The Journey to Lansdowne

28 01 2009

The probability of hearing ghost stories invariably increases as you climb higher up the mountains.  Everyone knows that.  Even the people who mistake emus for kiwis since they both can’t fly…I mean, everyone knows that.  So I know I shouldn’t have felt surprised when my husband mentioned that there was a ghost who walked about the grounds of the Garhwal Rifles Officers’Mess at Lansdowne. 

Our reasons for visiting were typical – get out of Delhi, leave the crowd of people we knew behind, pack the car with clothes and food and get going.
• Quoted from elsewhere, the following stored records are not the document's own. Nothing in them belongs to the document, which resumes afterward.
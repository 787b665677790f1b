//! TOML configuration for `coax-keytool`.
//!
//! The config file is optional.  When `--config` is not given it is looked up
//! in the platform config directory:
//! - Linux:    `$XDG_CONFIG_HOME/coax-keytool/config.toml` or
//!   `~/.config/coax-keytool/config.toml`
//! - Windows:  `%APPDATA%\CoaxKeytool\config.toml`
//! - macOS:    `~/Library/Application Support/CoaxKeytool/config.toml`
//!
//! Example:
//!
//! ```toml
//! [tool]
//! log_level = "debug"
//!
//! [keyboard]
//! keymap = "/etc/coax/keymaps/3278-us.toml"
//!
//! [encoding]
//! errors = "strict"
//! ```
//!
//! Every field has a serde default, so a partial file (or none at all) is
//! valid.  Command-line flags override whatever the file says.

use std::path::{Path, PathBuf};

use coax_core::ErrorPolicy;
use serde::{Deserialize, Serialize};
use thiserror::Error;
use tracing::debug;

/// File name looked up inside the platform config directory.
pub const CONFIG_FILE_NAME: &str = "config.toml";

/// Error type for configuration file operations.
#[derive(Debug, Error)]
pub enum ConfigError {
    /// A file system I/O error occurred.
    #[error("I/O error accessing config at {path}: {source}")]
    Io {
        path: PathBuf,
        #[source]
        source: std::io::Error,
    },

    /// The TOML content could not be parsed.
    #[error("failed to parse config TOML: {0}")]
    Parse(#[from] toml::de::Error),
}

// ── Config schema types ───────────────────────────────────────────────────────

/// Top-level tool configuration.
#[derive(Debug, Clone, Default, Serialize, Deserialize, PartialEq)]
pub struct ToolConfig {
    #[serde(default)]
    pub tool: ToolSection,
    #[serde(default)]
    pub keyboard: KeyboardSection,
    #[serde(default)]
    pub encoding: EncodingSection,
}

/// General tool behaviour.
#[derive(Debug, Clone, Serialize, Deserialize, PartialEq)]
pub struct ToolSection {
    /// `tracing` log level used when `RUST_LOG` is unset.
    #[serde(default = "default_log_level")]
    pub log_level: String,
}

/// Keyboard settings.
#[derive(Debug, Clone, Default, Serialize, Deserialize, PartialEq)]
pub struct KeyboardSection {
    /// Keymap used by `decode` when `--keymap` is not given.
    #[serde(default, skip_serializing_if = "Option::is_none")]
    pub keymap: Option<PathBuf>,
}

/// Glyph encoding settings.
#[derive(Debug, Clone, Default, Serialize, Deserialize, PartialEq)]
pub struct EncodingSection {
    /// Policy for non-ASCII text when `--errors` is not given.
    #[serde(default)]
    pub errors: ErrorPolicy,
}

fn default_log_level() -> String {
    "info".to_string()
}

impl Default for ToolSection {
    fn default() -> Self {
        Self {
            log_level: default_log_level(),
        }
    }
}

// ── Loading ───────────────────────────────────────────────────────────────────

/// Parses a config document.
///
/// # Errors
///
/// Returns [`ConfigError::Parse`] if the TOML is malformed or a value has the
/// wrong type.
pub fn parse_config(text: &str) -> Result<ToolConfig, ConfigError> {
    Ok(toml::from_str(text)?)
}

/// Loads the configuration.
///
/// With an explicit path the file must exist.  Without one the platform
/// config file is used if present, and defaults otherwise.
///
/// # Errors
///
/// Returns [`ConfigError::Io`] if an explicit file cannot be read or the
/// platform file exists but cannot be read, and [`ConfigError::Parse`] if the
/// TOML is malformed.
pub fn load_config(explicit: Option<&Path>) -> Result<ToolConfig, ConfigError> {
    if let Some(path) = explicit {
        return load_config_from(path);
    }

    let Some(path) = config_file_path() else {
        debug!("no platform config directory; using default configuration");
        return Ok(ToolConfig::default());
    };

    match std::fs::read_to_string(&path) {
        Ok(content) => {
            debug!("loaded configuration from {}", path.display());
            parse_config(&content)
        }
        Err(e) if e.kind() == std::io::ErrorKind::NotFound => Ok(ToolConfig::default()),
        Err(e) => Err(ConfigError::Io { path, source: e }),
    }
}

/// Loads the configuration from `path`, which must exist.
///
/// # Errors
///
/// Same as [`load_config`].
pub fn load_config_from(path: &Path) -> Result<ToolConfig, ConfigError> {
    let content = std::fs::read_to_string(path).map_err(|source| ConfigError::Io {
        path: path.to_path_buf(),
        source,
    })?;
    debug!("loaded configuration from {}", path.display());
    parse_config(&content)
}

/// Resolves the full path to the platform config file, if the platform has a
/// config directory.
pub fn config_file_path() -> Option<PathBuf> {
    platform_config_dir().map(|dir| dir.join(CONFIG_FILE_NAME))
}

fn platform_config_dir() -> Option<PathBuf> {
    #[cfg(target_os = "windows")]
    {
        std::env::var_os("APPDATA").map(|p| PathBuf::from(p).join("CoaxKeytool"))
    }

    #[cfg(target_os = "macos")]
    {
        std::env::var_os("HOME").map(|h| {
            PathBuf::from(h)
                .join("Library")
                .join("Application Support")
                .join("CoaxKeytool")
        })
    }

    #[cfg(not(any(target_os = "windows", target_os = "macos")))]
    {
        // XDG_CONFIG_HOME or ~/.config
        let base = std::env::var_os("XDG_CONFIG_HOME")
            .map(PathBuf::from)
            .or_else(|| std::env::var_os("HOME").map(|h| PathBuf::from(h).join(".config")))?;
        Some(base.join("coax-keytool"))
    }
}

// ── Tests ─────────────────────────────────────────────────────────────────────

#[cfg(test)]
mod tests {
    use super::*;

    #[test]
    fn test_default_config_values() {
        // Arrange / Act
        let cfg = ToolConfig::default();

        // Assert
        assert_eq!(cfg.tool.log_level, "info");
        assert_eq!(cfg.keyboard.keymap, None);
        assert_eq!(cfg.encoding.errors, ErrorPolicy::Replace);
    }

    #[test]
    fn test_empty_document_yields_defaults() {
        let cfg = parse_config("").expect("parse");
        assert_eq!(cfg, ToolConfig::default());
    }

    #[test]
    fn test_partial_document_keeps_other_defaults() {
        // Arrange
        let text = "[encoding]\nerrors = \"strict\"\n";

        // Act
        let cfg = parse_config(text).expect("parse");

        // Assert
        assert_eq!(cfg.encoding.errors, ErrorPolicy::Strict);
        assert_eq!(cfg.tool.log_level, "info");
        assert_eq!(cfg.keyboard.keymap, None);
    }

    #[test]
    fn test_full_document_is_parsed() {
        let text = r#"
            [tool]
            log_level = "trace"

            [keyboard]
            keymap = "layouts/us.toml"

            [encoding]
            errors = "ignore"
        "#;

        let cfg = parse_config(text).expect("parse");

        assert_eq!(cfg.tool.log_level, "trace");
        assert_eq!(cfg.keyboard.keymap, Some(PathBuf::from("layouts/us.toml")));
        assert_eq!(cfg.encoding.errors, ErrorPolicy::Ignore);
    }

    #[test]
    fn test_unknown_error_policy_is_a_parse_error() {
        let result = parse_config("[encoding]\nerrors = \"lenient\"\n");
        assert!(matches!(result, Err(ConfigError::Parse(_))));
    }

    #[test]
    fn test_config_serializes_and_deserializes_round_trip() {
        // Arrange
        let mut cfg = ToolConfig::default();
        cfg.keyboard.keymap = Some(PathBuf::from("demo.toml"));
        cfg.encoding.errors = ErrorPolicy::Strict;

        // Act
        let text = toml::to_string_pretty(&cfg).expect("serialize");
        let restored = parse_config(&text).expect("deserialize");

        // Assert
        assert_eq!(cfg, restored);
    }

    #[test]
    fn test_explicit_path_is_loaded() {
        let dir = tempfile::tempdir().expect("tempdir");
        let path = dir.path().join(CONFIG_FILE_NAME);
        std::fs::write(&path, "[tool]\nlog_level = \"warn\"\n").expect("write");

        let cfg = load_config(Some(&path)).expect("load");

        assert_eq!(cfg.tool.log_level, "warn");
    }

    #[test]
    fn test_missing_explicit_path_is_an_io_error() {
        let dir = tempfile::tempdir().expect("tempdir");
        let path = dir.path().join("absent.toml");

        let err = load_config(Some(&path)).unwrap_err();

        match err {
            ConfigError::Io { path: reported, .. } => assert_eq!(reported, path),
            other => panic!("expected Io error, got {other:?}"),
        }
    }

    #[test]
    fn test_config_file_path_ends_with_file_name() {
        if let Some(path) = config_file_path() {
            assert!(path.ends_with(CONFIG_FILE_NAME));
        }
    }
}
The scene changed slowly as the car rolled higher up into the mountains.   Colours became lush, bright and clear.  Despite the crunch of the tires on gravel and stones on the road, we could hear the sound of water clearly.  It gurgled, swooshed and rushed over pebbles and stones collected in the basin over years of travelling down from the peaks. 
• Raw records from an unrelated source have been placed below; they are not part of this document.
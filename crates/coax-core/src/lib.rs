//! # coax-core
//!
//! Shared library for coax-attached terminals containing the keyboard scan
//! code decoder, the logical key set, and the display glyph codec.
//!
//! It has zero dependencies on OS APIs, serial adapters, or host sessions.
//!
//! # Architecture overview (for beginners)
//!
//! A coax terminal talks to its controller through two very different byte
//! streams.  Keystrokes arrive as raw **scan codes**: numbers that identify a
//! physical key transition and say nothing about what is printed on the key
//! cap.  Text going the other way must be sent as **glyph bytes**: positions in
//! the terminal's own character generator, which is not ASCII.
//!
//! This crate (`coax-core`) converts in both directions:
//!
//! - **`keyboard`** – Turns scan codes into logical [`Key`] values while
//!   tracking Shift, Alt and Caps Lock.  The layout-specific part (which scan
//!   code is which key) is data, supplied as a [`Keymap`].
//!
//! - **`display`** – Turns ASCII text into glyph bytes and hands them to the
//!   interface that owns the wire, for example to draw on the status line.

pub mod display;
pub mod keyboard;

// Re-export the most-used types at the crate root so callers can write
// `coax_core::KeyboardDecoder` instead of `coax_core::keyboard::decoder::KeyboardDecoder`.
pub use display::glyph::{
    decode_glyph, encode_character, encode_string, EncodeError, ErrorPolicy, ParseErrorPolicyError,
    NO_GLYPH,
};
pub use display::status_line::{DisplayInterface, InterfaceError, StatusLine, StatusLineError};
pub use keyboard::decoder::{DecodedKey, KeyboardDecoder, KeyboardError};
pub use keyboard::key::{decode_key_to_character, Key, KeyCategory};
pub use keyboard::keymap::{parse_scan_code, Keymap, KeymapBuilder, KeymapError, KeymapTable, ScanCode};
pub use keyboard::modifiers::{Modifier, ModifierFlags};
I remember sticking my head out of the window.  I looked down.  The river curved lazily, echoing the movement of the road.  The water seemed to be dark green wherever the sunlight didn’t reach.  We fell in love with the beauty of the land around us.  We wanted to stop and get out of the car at every turn. 

Sitting inside a car when it is steadily and very quickly climbing higher and higher, is not pleasant.  So every chance we would get, we yelled and screamed and cribbed and whined till my husband would heave a long suffering sigh and park by the side of the road.  I leapt out waving my camera around like a wild woman and started clicking away.  There was nothing that wasn’t important enough to miss.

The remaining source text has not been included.